Ten years ago, the auto industry was China’s greatest concern in WTO talks; ten years later, it has become an industry that changes and achieves the most in this country.
When asked “what industry has witnessed the greatest changes after China’s admission to WTO?” Long Yongtu, China’s top WTO negotiator, said immediately, “definitely the auto industry.” “It is the auto industry, which was once the biggest obstacle in the WTO negotiations, that has brought the most direct and dramatic benefit to Chinese people. We used to believe that it is not easy to immediately see the effect of China’s entry to WTO and at least needed a period to show it, but the auto industry takes the initiative to demonstrate the effect,” Long said.
The biggest concern in WTO talks
When talking about the negotiations for China’s WTO membership, the negotiators, Long Yongtu, Zhang Xiaoyu, and Xu Changming, all share the feeling that critical problems in reaching an accord lie mainly in China’s auto issues. That was the most challenging and worrying part.
Indeed, there were reasons for them to have such worries. As Zhang Xiaoyu, Executive Vice President of China Machinery Industry Federation (CMIF) and President of the Society of Automotive Engineers of China(SAE-China), recalled, in the period from 1994 to 2000, China’s auto industry developed at a low speed, almost in sluggishness. Basically, it took China almost 8 years to increase its vehicle output from 1.2 million in 1992 to 2 million in 2000.

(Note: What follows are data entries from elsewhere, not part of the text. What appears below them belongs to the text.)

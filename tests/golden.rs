//! Golden tests for the miner.
//!
//! These tests pin down determinism and the observable contract of the
//! session facade on small hand-built datasets.

mod common;

use std::sync::Arc;

use bbrc_miner::{
    canonical_hash_hex, CompoundId, CompoundStore, Direction, MineError, Miner, MinerError,
    MiningPolicy, MiningResult, MiningSession, PatternRole, VertexLabel,
};

use common::{mol, store_of};

// ─────────────────────────────────────────────────────────────────────────────
// Test Helpers
// ─────────────────────────────────────────────────────────────────────────────

/// Ethanol-like C-C-O (active) and a C(-O)-N fragment (inactive).
fn two_compound_miner() -> Miner {
    let mut miner = Miner::new();
    miner.add_compound(1, &mol(&[6, 6, 8], &[(0, 1, 1), (1, 2, 1)])).unwrap();
    miner.add_compound(2, &mol(&[6, 8, 7], &[(0, 1, 1), (0, 2, 1)])).unwrap();
    miner.add_activity(1, 1.0).unwrap();
    miner.add_activity(2, 0.0).unwrap();
    miner
}

/// A small acid/amide series with mixed activities.
fn series_session() -> Arc<MiningSession<bbrc_miner::InMemoryCompoundStore>> {
    let store = store_of(&[
        (mol(&[6, 6, 8, 8], &[(0, 1, 1), (1, 2, 2), (1, 3, 1)]), Some(1.0)),
        (mol(&[6, 6, 8, 8], &[(0, 1, 1), (1, 2, 2), (1, 3, 1)]), Some(1.0)),
        (mol(&[6, 6, 8, 7], &[(0, 1, 1), (1, 2, 2), (1, 3, 1)]), Some(0.0)),
        (mol(&[6, 6, 7], &[(0, 1, 1), (1, 2, 1)]), Some(0.0)),
        (mol(&[6, 8], &[(0, 1, 1)]), Some(1.0)),
    ]);
    Arc::new(MiningSession::new(Arc::new(store)))
}

fn mine_every_root(miner: &mut Miner) -> Vec<MiningResult> {
    let mut results = Vec::new();
    for root in 0..miner.count_root_nodes() {
        results.extend(miner.mine_root(root).unwrap());
    }
    results
}

// ─────────────────────────────────────────────────────────────────────────────
// SCENARIO TESTS
// ─────────────────────────────────────────────────────────────────────────────

#[test]
fn test_two_compound_scenario() {
    let mut miner = two_compound_miner();
    miner.set_chisq_sig(0.0).unwrap();
    miner.set_refine_singles(true);
    miner.set_console_out(false);

    assert_eq!(miner.count_compounds(), 2);
    assert_eq!(miner.count_root_nodes(), 3);

    let results = mine_every_root(&mut miner);
    assert!(!results.is_empty());
    assert!(results.iter().all(|r| (1..=2).contains(&r.support)));

    // C-O is the only edge shared by both compounds.
    let common: Vec<_> = results.iter().filter(|r| r.support == 2).collect();
    assert_eq!(common.len(), 1);
    assert_eq!(common[0].code.edge_count(), 1);
    assert_eq!(common[0].compounds, vec![CompoundId(1), CompoundId(2)]);
    assert_eq!(common[0].code.root(), VertexLabel(6));

    // Every one-edge pattern of either compound is reported.
    let one_edge = results.iter().filter(|r| r.code.edge_count() == 1).count();
    assert_eq!(one_edge, 3);
}

#[test]
fn test_results_carry_their_root() {
    let mut miner = two_compound_miner();
    miner.set_chisq_sig(0.0).unwrap();
    miner.set_refine_singles(true);

    for root in 0..miner.count_root_nodes() {
        for result in miner.mine_root(root).unwrap() {
            assert_eq!(result.root, root);
        }
    }
}

#[test]
fn test_index_out_of_range_leaves_store() {
    let mut miner = two_compound_miner();
    let count = miner.count_root_nodes();

    let err = miner.mine_root(count).unwrap_err();
    assert!(matches!(
        err,
        MinerError::Mine(MineError::IndexOutOfRange { index, count: c }) if index == count && c == count
    ));
    assert_eq!(miner.count_compounds(), 2);
    assert_eq!(miner.count_root_nodes(), count);
}

// ─────────────────────────────────────────────────────────────────────────────
// DETERMINISM TESTS
// ─────────────────────────────────────────────────────────────────────────────

#[test]
fn test_same_root_same_results_100_runs() {
    let session = series_session();
    let policy = MiningPolicy::default();

    let first = session.mine_root(0, &policy).unwrap();
    let first_hash = canonical_hash_hex(&first).unwrap();

    for run in 1..100 {
        let again = session.mine_root(0, &policy).unwrap();
        assert_eq!(
            canonical_hash_hex(&again).unwrap(),
            first_hash,
            "Results must be deterministic (run {} differs from run 0)",
            run
        );
    }
}

#[test]
fn test_policy_change_changes_params_hash() {
    let policy1 = MiningPolicy::default();
    let mut policy2 = MiningPolicy::default();
    policy2.set_min_frequency(2).unwrap();

    assert_ne!(policy1.params_hash().unwrap(), policy2.params_hash().unwrap());
    assert_eq!(
        policy1.params_hash().unwrap(),
        MiningPolicy::default().params_hash().unwrap()
    );
}

// ─────────────────────────────────────────────────────────────────────────────
// SIGNIFICANCE TESTS
// ─────────────────────────────────────────────────────────────────────────────

#[test]
fn test_unlabelled_compounds_count_toward_support_only() {
    let store = store_of(&[
        (mol(&[6, 8], &[(0, 1, 1)]), Some(1.0)),
        (mol(&[6, 8], &[(0, 1, 1)]), Some(0.0)),
        (mol(&[6, 8], &[(0, 1, 1)]), None),
        (mol(&[7, 8], &[(0, 1, 1)]), Some(0.0)),
    ]);
    let session = MiningSession::new(Arc::new(store));
    let mut policy = MiningPolicy::default();
    policy.set_significance_level(0.0).unwrap();

    let results = session.mine_root(0, &policy).unwrap();
    let co = results.iter().find(|r| r.code.edge_count() == 1).unwrap();
    assert_eq!(co.support, 3);
    let assessment = co.assessment.as_ref().unwrap();
    assert_eq!(assessment.labelled, 2);
    assert_eq!((assessment.active, assessment.inactive), (1, 1));
}

#[test]
fn test_significant_pattern_direction() {
    let session = series_session();
    let mut policy = MiningPolicy::default();
    policy.set_significance_level(0.0).unwrap();

    let results = session.mine_root(0, &policy).unwrap();
    // The C-O single bond occurs in the three actives only.
    let co = results
        .iter()
        .find(|r| r.code.edge_count() == 1 && r.support == 3 && r.compounds.contains(&CompoundId(5)))
        .unwrap();
    assert_eq!(co.compounds, vec![CompoundId(1), CompoundId(2), CompoundId(5)]);
    let assessment = co.assessment.as_ref().unwrap();
    assert_eq!(assessment.direction, Direction::Activating);
    assert!(assessment.statistic > 0.0);
    assert!(assessment.p_value < 1.0);
}

#[test]
fn test_strict_level_reports_less() {
    let session = series_session();
    let mut loose = MiningPolicy::default();
    loose.set_significance_level(0.0).unwrap();
    let strict = MiningPolicy::default();

    let all_loose: usize = (0..session.count_root_nodes())
        .map(|r| session.mine_root(r, &loose).unwrap().len())
        .sum();
    let all_strict: Vec<MiningResult> = (0..session.count_root_nodes())
        .flat_map(|r| session.mine_root(r, &strict).unwrap())
        .collect();

    assert!(all_strict.len() <= all_loose);
    assert!(all_strict.iter().all(|r| r.is_significant()));
}

// ─────────────────────────────────────────────────────────────────────────────
// BOUNDARY FILTER TESTS
// ─────────────────────────────────────────────────────────────────────────────

#[test]
fn test_backbone_emits_boundary_only() {
    let session = series_session();
    let mut policy = MiningPolicy::default();
    policy.set_significance_level(0.0).unwrap();

    for root in 0..session.count_root_nodes() {
        for result in session.mine_root(root, &policy).unwrap() {
            assert!(result.boundary);
            assert_ne!(result.role, PatternRole::Interior);
            assert_eq!(result.role == PatternRole::Closed, result.closed);
        }
    }
}

#[test]
fn test_closed_patterns_have_no_equal_support_superpattern() {
    let session = series_session();
    let mut policy = MiningPolicy::unconstrained();
    policy.set_refine_singles(true);

    let results: Vec<MiningResult> = (0..session.count_root_nodes())
        .flat_map(|r| session.mine_root(r, &policy).unwrap())
        .collect();

    for closed in results.iter().filter(|r| r.closed) {
        let graph = closed.code.to_graph();
        for other in &results {
            if other.code.edge_count() == closed.code.edge_count() + 1
                && bbrc_miner::matcher::is_subgraph(&graph, &other.code.to_graph())
            {
                assert!(
                    other.support < closed.support,
                    "{} is closed but {} keeps its support",
                    closed.code,
                    other.code
                );
            }
        }
    }
}

#[test]
fn test_backbone_off_reports_interior() {
    // C-N-O sits between the entry C-N and the closed C-N-O-S, all with
    // the same two supporting compounds.
    let store = store_of(&[
        (mol(&[6, 7, 8, 16], &[(0, 1, 1), (1, 2, 1), (2, 3, 1)]), Some(1.0)),
        (mol(&[6, 7, 8, 16], &[(0, 1, 1), (1, 2, 1), (2, 3, 1)]), Some(1.0)),
        (mol(&[9, 9], &[(0, 1, 1)]), Some(0.0)),
    ]);
    let session = MiningSession::new(Arc::new(store));
    let mut policy = MiningPolicy::default();
    policy.set_significance_level(0.0).unwrap();
    let with_backbone: usize = (0..session.count_root_nodes())
        .map(|r| session.mine_root(r, &policy).unwrap().len())
        .sum();

    policy.set_backbone(false);
    let without: Vec<MiningResult> = (0..session.count_root_nodes())
        .flat_map(|r| session.mine_root(r, &policy).unwrap())
        .collect();

    assert!(without.len() > with_backbone);
    let interior: Vec<_> = without.iter().filter(|r| r.role == PatternRole::Interior).collect();
    assert!(!interior.is_empty());
    assert!(interior.iter().all(|r| !r.boundary && r.support == 2));
}

// ─────────────────────────────────────────────────────────────────────────────
// REFINE SINGLES TESTS
// ─────────────────────────────────────────────────────────────────────────────

#[test]
fn test_refine_singles_off_never_extends_singletons() {
    let session = series_session();
    let policy = MiningPolicy::unconstrained();
    assert!(!policy.refine_singles);

    for root in 0..session.count_root_nodes() {
        for result in session.mine_root(root, &policy).unwrap() {
            if result.code.edge_count() < 2 {
                continue;
            }
            let parent = result.code.parent().unwrap();
            let parent_support = session.store().support_of(&parent.to_graph()).len();
            assert!(
                parent_support > 1,
                "{} was reached through a support-1 parent",
                result.code
            );
        }
    }
}

#[test]
fn test_refine_singles_on_reaches_unique_fragments() {
    // N-O-S occurs once and its parent N-O too.
    let store = store_of(&[
        (mol(&[7, 8, 16], &[(0, 1, 1), (1, 2, 1)]), Some(1.0)),
        (mol(&[6, 8], &[(0, 1, 1)]), Some(0.0)),
    ]);
    let session = MiningSession::new(Arc::new(store));
    let mut policy = MiningPolicy::unconstrained();
    let off: usize = (0..session.count_root_nodes())
        .map(|r| session.mine_root(r, &policy).unwrap().len())
        .sum();

    policy.set_refine_singles(true);
    let on: usize = (0..session.count_root_nodes())
        .map(|r| session.mine_root(r, &policy).unwrap().len())
        .sum();

    assert_eq!(off, 3);
    assert_eq!(on, 4);
}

During that period, some 2 million people were employed in occupations related to automobile production, 45 percent in large enterprises and 55 percent in small and mediumsized enterprises. However, of the total profits, 70 percent were contributed by large enterprises while only 30 percent were from small and medium-sized ones. This reflects the fact that, in China’s auto sector, the small and mediumsized car producers employed more people but with low economic returns. This is because most of those SMSs were simply component manufacturers or refit factories, with outdated technologies and equipment and a lack of capital. The situation was particularly difficult in 1998 and 1999 when the entire auto industry was suffering a nationwide loss. Changchun’s First Auto Works (FAW) and Shiyan’s Second Auto Works (also known as the Dongfeng Automobile) were then in such a serious plight there was even no extra money to pay workers’salary. The two enterprises were later helped by the central government with an order of 20, 000 trucks from the military to make ends meet.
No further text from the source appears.